In particolare, il mutuatario-attore riconduceva lo sforamento del tasso soglia alla previsione contrattuale che imponeva al mutuatario, “in caso di inadempimento, oltre all’obbligo di restituire la somma ricevuta a titolo di mutuo, il pagamento di una penale commisurata al capitale residuo del mutuo al momento della richiesta di risoluzione del contratto” per cui operava un calcolo simulato del tasso di interesse che la banca avrebbe potuto applicare, nel caso in cui il mutuatario si fosse reso inadempiente sin dalla corresponsione della prima rata del finanziamento.
La banca resisteva alla domanda, evidenziando la carenza di interesse ad agire del mutuatario rispetto alla domanda di accertamento dell’usurarietà del tasso di interesse, non essendosi verificata la circostanza su cui la dedotta violazione risultava fondata, ossia la particolare ipotesi di inadempimento fin dalla corresponsione della prima rata del finanziamento, escludendo nel merito la fondatezza di ogni addebito.
Il Tribunale ha rigettato in toto la domanda del cliente, condannandolo al pagamento delle spese di lite in favore della banca.
In relazione alla censura di usurarietà, fondata sul calcolo simulato del tasso di interesse che la banca avrebbe potuto applicare ove si fosse realizzato l’inadempimento del mutuatario fin dalla prima rata di mutuo, il Tribunale ha ritenuto fondata l’eccezione relativa alla carenza di interesse ad agire dell’attore, risultando indimostrata, poiché di fatto mai verificatasi, la dedotta ipotesi di inadempimento.
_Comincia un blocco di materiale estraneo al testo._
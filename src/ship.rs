//! Ships: straight runs of grid cells.

use alloc::collections::BTreeSet;
use alloc::vec::Vec;

use crate::common::{Coordinate, GameError};

/// Orientation of a ship on the board.
#[derive(Debug, Clone, Copy, PartialEq, Eq)]
#[cfg_attr(feature = "std", derive(serde::Serialize, serde::Deserialize))]
pub enum Orientation {
    /// Cells share a row; columns increase.
    Horizontal,
    /// Cells share a column; rows increase.
    Vertical,
}

impl Orientation {
    /// The `i`-th cell of a run starting at `anchor`.
    fn step(self, anchor: Coordinate, i: usize) -> Coordinate {
        match self {
            Orientation::Horizontal => Coordinate::new(anchor.col + i, anchor.row),
            Orientation::Vertical => Coordinate::new(anchor.col, anchor.row + i),
        }
    }
}

/// A placed ship. Immutable once built.
#[derive(Debug, Clone, PartialEq, Eq)]
#[cfg_attr(feature = "std", derive(serde::Serialize, serde::Deserialize))]
pub struct Ship {
    orientation: Orientation,
    cells: Vec<Coordinate>,
}

impl Ship {
    /// Place a ship of `length` cells starting at `anchor` and extending along
    /// `orientation`. Fails if any cell would leave a `grid_size` grid.
    pub fn new(
        anchor: Coordinate,
        orientation: Orientation,
        length: usize,
        grid_size: usize,
    ) -> Result<Self, GameError> {
        if length == 0 {
            return Err(GameError::EmptyShip);
        }
        let (start, span) = match orientation {
            Orientation::Horizontal => (anchor.col, anchor.row),
            Orientation::Vertical => (anchor.row, anchor.col),
        };
        if span >= grid_size || start + length > grid_size {
            return Err(GameError::ShipOutOfBounds);
        }
        let cells = (0..length).map(|i| orientation.step(anchor, i)).collect();
        Ok(Self { orientation, cells })
    }

    /// Build a ship from explicit cells, e.g. `[(0,0), (1,0), (2,0)]`.
    ///
    /// Cells must be listed in increasing order along one axis with no gaps.
    /// Single-cell ships are treated as horizontal.
    pub fn from_cells(cells: Vec<Coordinate>, grid_size: usize) -> Result<Self, GameError> {
        let anchor = *cells.first().ok_or(GameError::EmptyShip)?;
        let orientation = match cells.get(1) {
            Some(next) if next.row == anchor.row => Orientation::Horizontal,
            Some(next) if next.col == anchor.col => Orientation::Vertical,
            Some(_) => return Err(GameError::ShipNotStraight),
            None => Orientation::Horizontal,
        };
        let straight = cells
            .iter()
            .enumerate()
            .all(|(i, &c)| c == orientation.step(anchor, i));
        if !straight {
            return Err(GameError::ShipNotStraight);
        }
        if cells.iter().any(|c| !c.in_bounds(grid_size)) {
            return Err(GameError::ShipOutOfBounds);
        }
        Ok(Self { orientation, cells })
    }

    /// Occupied cells, starting from the anchor.
    pub fn cells(&self) -> &[Coordinate] {
        &self.cells
    }

    pub fn anchor(&self) -> Coordinate {
        self.cells[0]
    }

    pub fn orientation(&self) -> Orientation {
        self.orientation
    }

    pub fn len(&self) -> usize {
        self.cells.len()
    }

    /// Always `false`: ships have at least one cell.
    pub fn is_empty(&self) -> bool {
        self.cells.is_empty()
    }

    pub fn contains(&self, coord: Coordinate) -> bool {
        self.cells.contains(&coord)
    }

    /// Number of this ship's cells present in `hits`.
    pub fn hits_taken(&self, hits: &BTreeSet<Coordinate>) -> usize {
        self.cells.iter().filter(|c| hits.contains(c)).count()
    }

    /// A ship is sunk once every one of its cells has been hit.
    pub fn is_sunk(&self, hits: &BTreeSet<Coordinate>) -> bool {
        self.cells.iter().all(|c| hits.contains(c))
    }
}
Nel provvedimento è stato poi chiarito che, se anche la predetta circostanza si fosse verificata, “il superamento della soglia sarebbe derivato dalla ipotetica applicazione della penale per la risoluzione anticipata, la cui natura è ben diversa dall’obbligazione relativa al pagamento degli interessi, sulla cui misura deve misurarsi la soglia dell’usura” per cui nel caso il superamento del tasso soglia fosse stato effettivo, la debenza degli interessi corrispettivi non sarebbe stata intaccata dalla nullità dell’accertata clausola usuraria.
Il Tribunale ha ribadito in maniera categorica il principio sotteso all’intera disciplina antiusura, che impone la raccolta ed il confronto dei soli dati omogenei (giuridicamente ed economicamente) per cui il relativo importo di una penale non potrà essere incluso tra le voci rilevanti ex lege 108/96, attesa la disomogeneità tra la penale de qua e le spese che concorrono alla individuazione del tasso soglia.
Interessante è poi la decisione nella parte in cui ha chiarito che la previsione di una clausola “floor”, data dal tasso minimo applicabile non integra né una commissione occulta, né tantomeno richiede la analoga previsione contrattuale equilibratrice a favore del mutuatario con una clausola “cap”.
Ai fini della validità della clausola “floor” è sufficiente la previsione della medesima in termini sufficientemente chiari, nel rispetto della trasparenza dei prodotti bancari e della libertà contrattuale delle parti, in quanto l’ordinamento non prescrive infatti che i contratti di mutuo prevedano, oltre a soglie minime di tasso corrispondenti soglie massime.
Le tesi del mutuatario sono state perciò smentite su tutti i fronti, ivi compreso quello della dedotta indeterminatezza del tasso poiché calcolato tramite un’equazione che ha come numeratori algebrici la quotazione Euribor moltiplicata per il coefficiente 365 e come denominatore il coefficiente 360.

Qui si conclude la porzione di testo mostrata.